I absolutely agree with Tom here and for some quite specific reasons.

An optimal (or at least more optimal than is currently possible)
implementation of median() on top of the ordered-agg code as it stands
requires additions to the aggregate function interface: the median agg
implementation would have to, as a minimum, know how many rows of
sorted input are available. In addition, it would be desirable for it
to have direct (and possibly bidirectional) access to the tuplesort.

Now, if we look at how ordered aggs ought to be optimized, it's clear
that the planner should take the ordering costs into account and
consider plans that order the input instead. Once you do this, then
there's no longer any pre-computed count or tuplesort object
available, so if you'd implemented a better median() before the
optimizations, you'd end up either having to forgo the optimization or
break the median() agg again; clearly not something we want.

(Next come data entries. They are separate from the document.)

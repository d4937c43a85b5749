//! Default keybindings for the editor
//!
//! Defaults are seeded in five fixed groups (file, edit, search/navigation,
//! view, tabs). The token lists come from the action registry so help text
//! and the binding table cannot drift apart.

use std::path::Path;

use super::action::{ActionGroup, ACTIONS};
use super::config::{apply_overrides, load_keymap_file};
use super::table::KeyBindingTable;

/// Seed order. Split navigation rides with the view group.
const SEED_GROUPS: [&[ActionGroup]; 5] = [
    &[ActionGroup::FileOps],
    &[ActionGroup::EditOps],
    &[ActionGroup::SearchNav],
    &[ActionGroup::ViewOps, ActionGroup::SplitNav],
    &[ActionGroup::TabOps],
];

/// Bind every default token into `table`
pub fn seed_defaults(table: &mut KeyBindingTable) {
    for groups in SEED_GROUPS {
        for info in ACTIONS.iter().filter(|info| groups.contains(&info.group)) {
            table.bind_aliases(info.default_keys.iter().copied(), info.action);
        }
    }
}

/// Build the runtime binding table: defaults, then user overrides from
/// `user_keymap` when the file exists.
///
/// A broken keymap file never prevents startup; errors are logged and the
/// defaults stay in effect.
pub fn load_keymap(user_keymap: Option<&Path>) -> KeyBindingTable {
    let mut table = KeyBindingTable::with_defaults();
    tracing::info!("Loaded default keymap ({} bindings)", table.len());

    let Some(path) = user_keymap else {
        return table;
    };
    if !path.exists() {
        return table;
    }

    match load_keymap_file(path) {
        Ok(config) => {
            let applied = apply_overrides(&mut table, &config);
            tracing::info!(
                "Applied {} keymap overrides from {}",
                applied,
                path.display()
            );
        }
        Err(e) => {
            tracing::warn!("Failed to load user keymap from {}: {}", path.display(), e);
        }
    }
    table
}
/// Cursor position in the document
#[derive(Debug, Clone, Copy, Default, PartialEq, Eq)]
pub struct Cursor {
    /// Line number (0-indexed)
    pub row: usize,
    /// Column number (0-indexed, in characters)
    pub col: usize,
    /// Desired column for vertical movement (preserves position when moving through short lines)
    pub desired_col: Option<usize>,
}

impl Cursor {
    /// Create a cursor at a specific position
    pub fn at(row: usize, col: usize) -> Self {
        Self {
            row,
            col,
            desired_col: None,
        }
    }

    pub fn position(&self) -> Position {
        (self.row, self.col)
    }
}

/// Selection anchor; the selected range is `[anchor, cursor)` in document order
#[derive(Debug, Clone, Copy, Default, PartialEq, Eq)]
pub struct Selection {
    pub active: bool,
    pub anchor_row: usize,
    pub anchor_col: usize,
}

/// Viewport state - what portion of the document is visible
#[derive(Debug, Clone, Copy, PartialEq, Eq)]
pub struct Viewport {
    /// First visible line (0-indexed)
    pub offset_row: usize,
    /// First visible column (for horizontal scrolling)
    pub offset_col: usize,
    /// Number of lines that fit in the viewport
    pub height: usize,
    /// Number of text columns that fit in the viewport
    pub width: usize,
}

impl Viewport {
    pub fn new(height: usize, width: usize) -> Self {
        Self {
            offset_row: 0,
            offset_col: 0,
            height,
            width,
        }
    }

    /// Whether a row falls inside the visible window
    pub fn is_row_visible(&self, row: usize) -> bool {
        row >= self.offset_row && row < self.offset_row + self.height.max(1)
    }
}

impl Default for Viewport {
    fn default() -> Self {
        Self::new(24, 80)
    }
}

/// Committed search results for one document
#[derive(Debug, Clone, Default, PartialEq, Eq)]
pub struct SearchState {
    pub pattern: String,
    pub matches: Vec<Position>,
    /// Index into `matches` of the current match
    pub current: Option<usize>,
}

/// Per-document editor state
#[derive(Debug, Clone, Default, PartialEq, Eq)]
pub struct EditorState {
    pub cursor: Cursor,
    pub selection: Selection,
    pub viewport: Viewport,
    pub search: SearchState,
}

Plus, a feature that I intentionally omitted from the ordered-aggs
patch is the ability to do ordered-aggs as window functions. This is
in the spec, but (a) there were conflicting patches for window
functions on the table and (b) in my opinion, much of the work needed
to implement ordered-agg-as-window-func in an effective manner is
dependent on doing more work on optimization first (or at least will
potentially become easier as a result of that work).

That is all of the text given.